INPUT MATERIAL |
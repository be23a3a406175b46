//! Server-to-client notification payloads and their method names.

use serde::{Deserialize, Serialize};
use serde_json::Value;

use crate::logging::LoggingLevel;

/// Method names for notifications the server emits.
pub mod methods {
    pub const INITIALIZED: &str = "notifications/initialized";
    pub const MESSAGE: &str = "notifications/message";
    pub const PROGRESS: &str = "notifications/progress";
    pub const RESOURCE_UPDATED: &str = "notifications/resources/updated";
    pub const RESOURCE_LIST_CHANGED: &str = "notifications/resources/list_changed";
    pub const TOOL_LIST_CHANGED: &str = "notifications/tools/list_changed";
    pub const PROMPT_LIST_CHANGED: &str = "notifications/prompts/list_changed";
    pub const CANCELLED: &str = "notifications/cancelled";
}

/// Parameters of a `notifications/message` log notification.
#[derive(Debug, Clone, PartialEq, Serialize, Deserialize)]
pub struct LoggingMessageParams {
    pub level: LoggingLevel,
    #[serde(default, skip_serializing_if = "Option::is_none")]
    pub logger: Option<String>,
    pub data: Value,
}

/// Parameters of a `notifications/progress` notification.
#[derive(Debug, Clone, PartialEq, Serialize, Deserialize)]
#[serde(rename_all = "camelCase")]
pub struct ProgressParams {
    pub progress_token: Value,
    pub progress: f64,
    #[serde(default, skip_serializing_if = "Option::is_none")]
    pub total: Option<f64>,
}

/// Parameters of a `notifications/resources/updated` notification.
#[derive(Debug, Clone, PartialEq, Serialize, Deserialize)]
pub struct ResourceUpdatedParams {
    pub uri: String,
}

#[cfg(test)]
mod tests {
    use super::*;
    use serde_json::json;

    #[test]
    fn test_logging_message_params() {
        let params = LoggingMessageParams {
            level: LoggingLevel::Error,
            logger: None,
            data: json!("disk full"),
        };
        let value = serde_json::to_value(&params).unwrap();
        assert_eq!(value, json!({"level": "error", "data": "disk full"}));
    }

    #[test]
    fn test_progress_params_camel_case() {
        let params = ProgressParams {
            progress_token: json!(7),
            progress: 0.5,
            total: Some(1.0),
        };
        let value = serde_json::to_value(&params).unwrap();
        assert_eq!(value["progressToken"], json!(7));
        assert_eq!(value["total"], json!(1.0));
    }
}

BRIEF | The material must be written out again in full and without changes.

ANSWER SECTION |
repository be23a3a406175b46
//! Server-to-client notification payloads and their method names.

use serde::{Deserialize, Serialize};
use serde_json::Value;

use crate::logging::LoggingLevel;

/// Method names for notifications the server emits.
pub mod methods {
    pub const INITIALIZED: &str = "notifications/initialized";
    pub const MESSAGE: &str = "notifications/message";
    pub const PROGRESS: &str = "notifications/progress";
    pub const RESOURCE_UPDATED: &str = "notifications/resources/updated";
    pub const RESOURCE_LIST_CHANGED: &str = "notifications/resources/list_changed";
    pub const TOOL_LIST_CHANGED: &str = "notifications/tools/list_changed";
    pub const PROMPT_LIST_CHANGED: &str = "notifications/prompts/list_changed";
    pub const CANCELLED: &str = "notifications/cancelled";
}

/// Parameters of a `notifications/message` log notification.
#[derive(Debug, Clone, PartialEq, Serialize, Deserialize)]
pub struct LoggingMessageParams {
    pub level: LoggingLevel,
    #[serde(default, skip_serializing_if = "Option::is_none")]
    pub logger: Option<String>,
    pub data: Value,
}

/// Parameters of a `notifications/progress` notification.
#[derive(Debug, Clone, PartialEq, Serialize, Deserialize)]
#[serde(rename_all = "camelCase")]
pub struct ProgressParams {
    pub progress_token: Value,
    pub progress: f64,
    #[serde(default, skip_serializing_if = "Option::is_none")]
    pub total: Option<f64>,
}

/// Parameters of a `notifications/resources/updated` notification.
#[derive(Debug, Clone, PartialEq, Serialize, Deserialize)]
pub struct ResourceUpdatedParams {
    pub uri: String,
}

#[cfg(test)]
mod tests {
    use super::*;
    use serde_json::json;

    #[test]
    fn test_logging_message_params() {
        let params = LoggingMessageParams {
            level: LoggingLevel::Error,
            logger: None,
            data: json!("disk full"),
        };
        let value = serde_json::to_value(&params).unwrap();
        assert_eq!(value, json!({"level": "error", "data": "disk full"}));
    }

    #[test]
    fn test_progress_params_camel_case() {
        let params = ProgressParams {
            progress_token: json!(7),
            progress: 0.5,
            total: Some(1.0),
        };
        let value = serde_json::to_value(&params).unwrap();
        assert_eq!(value["progressToken"], json!(7));
        assert_eq!(value["total"], json!(1.0));
    }
}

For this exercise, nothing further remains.